Health Advocates React to Supreme Court Health Care Ruling
The Supreme Court's health care ruling may be a victory for President Barack Obama, but health advocates say the real winners are the millions of uninsured.
Two professors from the University of Virginia's Department of Public Health Sciences say they're looking at the issue from who it helps, not which party gains or loses ground.
"I think everybody won a little bit and everybody lost a little bit," said Professor Carolyn Engelhard.
Health care supporters say the high court ruling is an obvious victory for President Obama, but more so for nearly 32 million uninsured Americans.
"We're all subsidizing those people everywhere," said Dr. Arthur Garson Jr. "Our health insurance premiums are higher to subsidize the people right now who don't have health insurance. Well that's not good for anybody either. So getting rid of the uninsured, insuring people is important."
Engelhard calls the ruling balanced giving a small victory to states as well.
She said, "So states won because if they decide they don't want to expand their Medicaid programs because they think it might be too expensive for them, then they don't have to.
But what surprised many in the health community is how the court ruled the measure constitutional.
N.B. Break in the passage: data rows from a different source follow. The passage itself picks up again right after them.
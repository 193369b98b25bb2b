use std::fmt;

use chrono::{DateTime, Utc};

use crate::cepas::CepasCard;
use crate::classic::ClassicCard;
use crate::desfire::DesfireCard;
use crate::util::ByteArray;

#[derive(Debug, Clone, Copy, PartialEq, Eq, Hash)]
pub enum CardType {
    MifareDesfire,
    Cepas,
    MifareClassic,
}

impl fmt::Display for CardType {
    fn fmt(&self, f: &mut fmt::Formatter<'_>) -> fmt::Result {
        f.write_str(match self {
            Self::MifareDesfire => "MIFARE DESFire",
            Self::Cepas => "CEPAS",
            Self::MifareClassic => "MIFARE Classic",
        })
    }
}

/// A card that's been read (or loaded from a dump), of any supported family.
#[derive(Debug, Clone, PartialEq, Eq)]
pub enum Card {
    Desfire(DesfireCard),
    Cepas(CepasCard),
    Classic(ClassicCard),
}

impl Card {
    pub fn card_type(&self) -> CardType {
        match self {
            Self::Desfire(_) => CardType::MifareDesfire,
            Self::Cepas(_) => CardType::Cepas,
            Self::Classic(_) => CardType::MifareClassic,
        }
    }

    pub fn tag_id(&self) -> &ByteArray {
        match self {
            Self::Desfire(card) => &card.tag_id,
            Self::Cepas(card) => &card.tag_id,
            Self::Classic(card) => &card.tag_id,
        }
    }

    pub fn scanned_at(&self) -> DateTime<Utc> {
        match self {
            Self::Desfire(card) => card.scanned_at,
            Self::Cepas(card) => card.scanned_at,
            Self::Classic(card) => card.scanned_at,
        }
    }

    pub fn as_desfire(&self) -> Option<&DesfireCard> {
        match self {
            Self::Desfire(card) => Some(card),
            _ => None,
        }
    }

    pub fn as_cepas(&self) -> Option<&CepasCard> {
        match self {
            Self::Cepas(card) => Some(card),
            _ => None,
        }
    }

    pub fn as_classic(&self) -> Option<&ClassicCard> {
        match self {
            Self::Classic(card) => Some(card),
            _ => None,
        }
    }
}

impl From<DesfireCard> for Card {
    fn from(card: DesfireCard) -> Self {
        Self::Desfire(card)
    }
}

impl From<CepasCard> for Card {
    fn from(card: CepasCard) -> Self {
        Self::Cepas(card)
    }
}

impl From<ClassicCard> for Card {
    fn from(card: ClassicCard) -> Self {
        Self::Classic(card)
    }
}

#[cfg(test)]
mod tests {
    use super::*;
    use crate::Result;

    #[test]
    fn test_classic() -> Result<()> {
        let card: Card = ClassicCard::from_dump(&[0x01, 0x02], &[0; 1024])?.into();
        assert_eq!(card.card_type(), CardType::MifareClassic);
        assert_eq!(card.card_type().to_string(), "MIFARE Classic");
        assert_eq!(card.tag_id().to_hex(), "0102");
        assert!(card.as_classic().is_some());
        assert!(card.as_desfire().is_none());
        assert!(card.as_cepas().is_none());
        Ok(())
    }
}
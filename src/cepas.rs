//! CEPAS: Singapore's stored-value card standard, used by EZ-Link and NETS FlashPay.
//!
//! A card holds up to 16 purses, each with a balance and a log of recent transactions.
//! Reading them needs no keys.
pub mod history;
pub mod protocol;
pub mod purse;
pub mod transaction;

pub use history::CepasHistory;
pub use protocol::CepasProtocol;
pub use purse::{CepasPurse, Purse};
pub use transaction::{CepasTransaction, TransactionType};

use chrono::{DateTime, Utc};
use tap::TapFallible;
use tracing::{debug, trace_span};

use crate::transport::Transport;
use crate::util::ByteArray;
use crate::{Error, Result};

pub type IResult<'a, T> = nom::IResult<&'a [u8], T>;

/// Purse dates count days from here (1995-01-01, 08:00 UTC).
pub const CEPAS_EPOCH: i64 = 788947200;

/// Purses per card.
pub const PURSE_COUNT: u8 = 16;

#[derive(Debug, Clone, PartialEq, Eq)]
pub struct CepasCard {
    pub tag_id: ByteArray,
    pub scanned_at: DateTime<Utc>,
    pub purses: Vec<CepasPurse>,
    pub histories: Vec<CepasHistory>,
}

impl CepasCard {
    pub fn purse(&self, id: u8) -> Option<&CepasPurse> {
        self.purses.iter().find(|p| p.id() == id)
    }

    pub fn history(&self, id: u8) -> Option<&CepasHistory> {
        self.histories.iter().find(|h| h.id() == id)
    }
}

/// Reads all purses, then the history of every purse that turned out to be valid.
pub fn read_card<T: Transport>(transport: T, tag_id: &[u8]) -> Result<CepasCard> {
    let span = trace_span!("cepas", tag_id = hex::encode_upper(tag_id));
    let _enter = span.enter();

    let mut proto = CepasProtocol::new(transport);
    let mut purses = Vec::with_capacity(PURSE_COUNT.into());
    for id in 0..PURSE_COUNT {
        debug!(purse = id, "Reading purse...");
        proto.select_file()?;
        purses.push(read_purse(&mut proto, id)?);
    }

    let mut histories = Vec::with_capacity(purses.len());
    for purse in &purses {
        histories.push(match purse {
            CepasPurse::Valid(p) => {
                debug!(purse = p.id, records = p.logfile_record_count, "Reading history...");
                match proto
                    .get_history(p.id, p.logfile_record_count)
                    .and_then(|data| CepasHistory::parse(p.id, &data))
                {
                    Ok(history) => history,
                    Err(err) if err.is_transport() => return Err(err),
                    Err(err) => CepasHistory::Invalid {
                        id: p.id,
                        error: err.to_string(),
                    },
                }
            }
            CepasPurse::Invalid { id, .. } => CepasHistory::Invalid {
                id: *id,
                error: "Purse is invalid".into(),
            },
        });
    }

    Ok(CepasCard {
        tag_id: tag_id.into(),
        scanned_at: Utc::now(),
        purses,
        histories,
    })
}

fn read_purse<T: Transport>(proto: &mut CepasProtocol<T>, id: u8) -> Result<CepasPurse> {
    let parsed = proto.get_purse(id).and_then(|data| {
        if data.is_empty() {
            Err(Error::Invalid("No purse found".into()))
        } else {
            Purse::parse(id, &data)
        }
    });
    match parsed.tap_err(|err| debug!(purse = id, %err, "Purse unavailable")) {
        Ok(purse) => Ok(CepasPurse::Valid(purse)),
        Err(err) if err.is_transport() => Err(err),
        Err(err) => Ok(CepasPurse::Invalid {
            id,
            error: err.to_string(),
        }),
    }
}
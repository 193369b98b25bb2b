use crate::errors::ensure_len;
use crate::util::get_bits;
use crate::Result;

/// Where the most recent copies of everything live.
///
/// The card double-buffers most of its structures, and flips a bit in here to say which
/// copy is current. The index itself is double-buffered too, with a counter deciding.
#[derive(Debug, Clone, Copy, PartialEq, Eq)]
pub struct OvcIndex {
    /// 0xFB0 or 0xFD0.
    pub recent_transaction_slot: u32,
    /// 0x580 or 0x5C0.
    pub recent_info_slot: u32,
    /// 0xF10 or 0xF30.
    pub recent_subscription_slot: u32,
    /// 0xF50 or 0xF70.
    pub recent_travelhistory_slot: u32,
    /// 0xF90 or 0xFA0.
    pub recent_credit_slot: u32,
    /// Byte pointers to subscription records. The card can hold 15, but only has room
    /// for 12 pointers; the rest are unreachable from here.
    pub subscription_index: [u32; OvcIndex::SUBSCRIPTION_SLOTS],
}

impl OvcIndex {
    pub const SLOT_LEN: usize = 32;
    pub const LEN: usize = Self::SLOT_LEN * 2;
    pub const SUBSCRIPTION_SLOTS: usize = 12;

    /// Parses blocks 11..15 of sector 39.
    pub fn parse(data: &[u8]) -> Result<Self> {
        ensure_len("OV-chip index", data, Self::LEN)?;
        let (first, second) = data[..Self::LEN].split_at(Self::SLOT_LEN);

        let (buf, recent_transaction_slot) = if get_bits(second, 10, 16) > get_bits(first, 10, 16)
        {
            (second, 0xFB0)
        } else {
            (first, 0xFD0)
        };

        let recent_info_slot = if (buf[3] >> 5) & 0x01 == 1 { 0x5C0 } else { 0x580 };

        let indexes = (buf[31] >> 5) & 0x07;
        let recent_subscription_slot = if indexes & 0x04 == 0 { 0xF10 } else { 0xF30 };
        let recent_travelhistory_slot = if indexes & 0x02 == 0 { 0xF50 } else { 0xF70 };
        let recent_credit_slot = if indexes & 0x01 == 0 { 0xF90 } else { 0xFA0 };

        let mut subscription_index = [0; Self::SUBSCRIPTION_SLOTS];
        for (i, addr) in subscription_index.iter_mut().enumerate() {
            *addr = subscription_address(get_bits(buf, 108 + i * 4, 4) as u32);
        }

        Ok(Self {
            recent_transaction_slot,
            recent_info_slot,
            recent_subscription_slot,
            recent_travelhistory_slot,
            recent_credit_slot,
            subscription_index,
        })
    }

    /// Looks up a 1-based entry in the subscription index.
    pub fn subscription(&self, index_id: u8) -> Option<u32> {
        match index_id {
            0 => None,
            n => self.subscription_index.get(usize::from(n) - 1).copied(),
        }
    }
}

/// Subscription records are spread over three sectors, five to a sector.
fn subscription_address(bits: u32) -> u32 {
    match bits {
        0..=4 => 0x800 + bits * 0x30,
        5..=9 => 0x900 + (bits - 5) * 0x30,
        _ => 0xA00 + (bits - 10) * 0x30,
    }
}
The justices found the mandate constitutional as a tax instead of under the Commerce Clause.
"Although it's a tax, that's a great bargain," said Margaret Riley, a UVA professor of law. "The price that one pays if one is not going to participate is minuscule compared to the cost of health insurance."
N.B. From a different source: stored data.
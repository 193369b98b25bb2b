use farecard::card::Card;
use farecard::transit::{self, Subscription, TransitInfo, Trip};
use farecard::Error;
use owo_colors::OwoColorize;
use pad::{Alignment, PadStr};
use tracing::{debug, trace_span, warn};

const DATE_FORMAT: &str = "%Y-%m-%d %H:%M";

/// Prints what we know about a card: what it is, and if we know the system, its
/// balance, trips and subscriptions.
pub fn show(card: &Card) {
    let span = trace_span!("show", tag_id = %card.tag_id());
    let _enter = span.enter();

    println!(
        "┏╸{}╺ {}, scanned {}",
        card.card_type().italic(),
        card.tag_id(),
        card.scanned_at().format(DATE_FORMAT)
    );
    match transit::parse(card) {
        Ok(info) => show_info(&info),
        Err(Error::UnsupportedCard) => {
            debug!("No transit system claims this card");
            println!("┗╸{}", "unsupported card".red());
        }
        Err(err) => {
            warn!(%err, "Couldn't decode card");
            println!("┗╸{} {}", "error:".red(), err);
        }
    }
}

fn show_info(info: &TransitInfo) {
    println!(
        "┠─╴{} {}",
        info.card_name.bold(),
        info.serial_number.as_deref().unwrap_or("(no serial)")
    );
    println!("┠─╴Balance: {}", info.balance.green());

    let mut sections = Vec::new();
    if !info.subscriptions.is_empty() {
        sections.push(("Subscriptions", render_subscriptions(&info.subscriptions)));
    }
    if !info.trips.is_empty() {
        sections.push(("Trips", render_trips(&info.trips)));
    }
    if sections.is_empty() {
        println!("┗─╴{}", "no trips".italic());
        return;
    }

    let last_section = sections.len() - 1;
    for (i, (title, lines)) in sections.iter().enumerate() {
        let (head, rail) = if i == last_section {
            ("┗┳╴", " ")
        } else {
            ("┠┬╴", "┃")
        };
        println!("{}{}", head, title.italic());
        let last_line = lines.len().saturating_sub(1);
        for (j, line) in lines.iter().enumerate() {
            let branch = if j == last_line { "┗─╴" } else { "┠─╴" };
            println!("{}{}{}", rail, branch, line);
        }
    }
}

fn render_trips(trips: &[Trip]) -> Vec<String> {
    trips
        .iter()
        .map(|trip| {
            let when = trip
                .timestamp
                .map(|t| t.format(DATE_FORMAT).to_string())
                .unwrap_or_else(|| "????-??-?? ??:??".into());
            let what = [trip.agency.as_deref(), trip.route.as_deref()]
                .into_iter()
                .flatten()
                .collect::<Vec<_>>()
                .join(" ");
            let mut line = format!(
                "{} {} {}",
                when,
                trip.mode.to_string().pad_to_width(15),
                what.pad_to_width(20)
            );
            match (&trip.start_station, &trip.end_station) {
                (Some(start), Some(end)) => line += &format!(" {} → {}", start, end),
                (Some(start), None) => line += &format!(" {}", start),
                _ => {}
            }
            if let Some(fare) = &trip.fare {
                line += &format!(
                    " {}",
                    fare.pad_to_width_with_alignment(12, Alignment::Right)
                );
            }
            line
        })
        .collect()
}

fn render_subscriptions(subscriptions: &[Subscription]) -> Vec<String> {
    subscriptions
        .iter()
        .map(|sub| {
            let span = |t: Option<chrono::NaiveDateTime>| {
                t.map(|t| t.format("%Y-%m-%d").to_string())
                    .unwrap_or_else(|| "?".into())
            };
            format!(
                "#{} {} ({}) {} to {}, {}",
                sub.id,
                sub.name.bold(),
                sub.agency,
                span(sub.valid_from),
                span(sub.valid_to),
                sub.activation.italic()
            )
        })
        .collect()
}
The word "tax" will most likely give ammunition to opponents during the campaign season, but Garson sees it as an opening for both sides to work together.
"What can we do together in a bipartisan way actually to now figure out what it is about, the act that does work, and ways that it doesn't work for the detractors now that its constitutional, nonetheless ways to improve it," he said.
Even though states are not required to expand Medicaid, people in the health community believe most will because the incentives are there. They also acknowledge the presidential race will play a key role in all of this.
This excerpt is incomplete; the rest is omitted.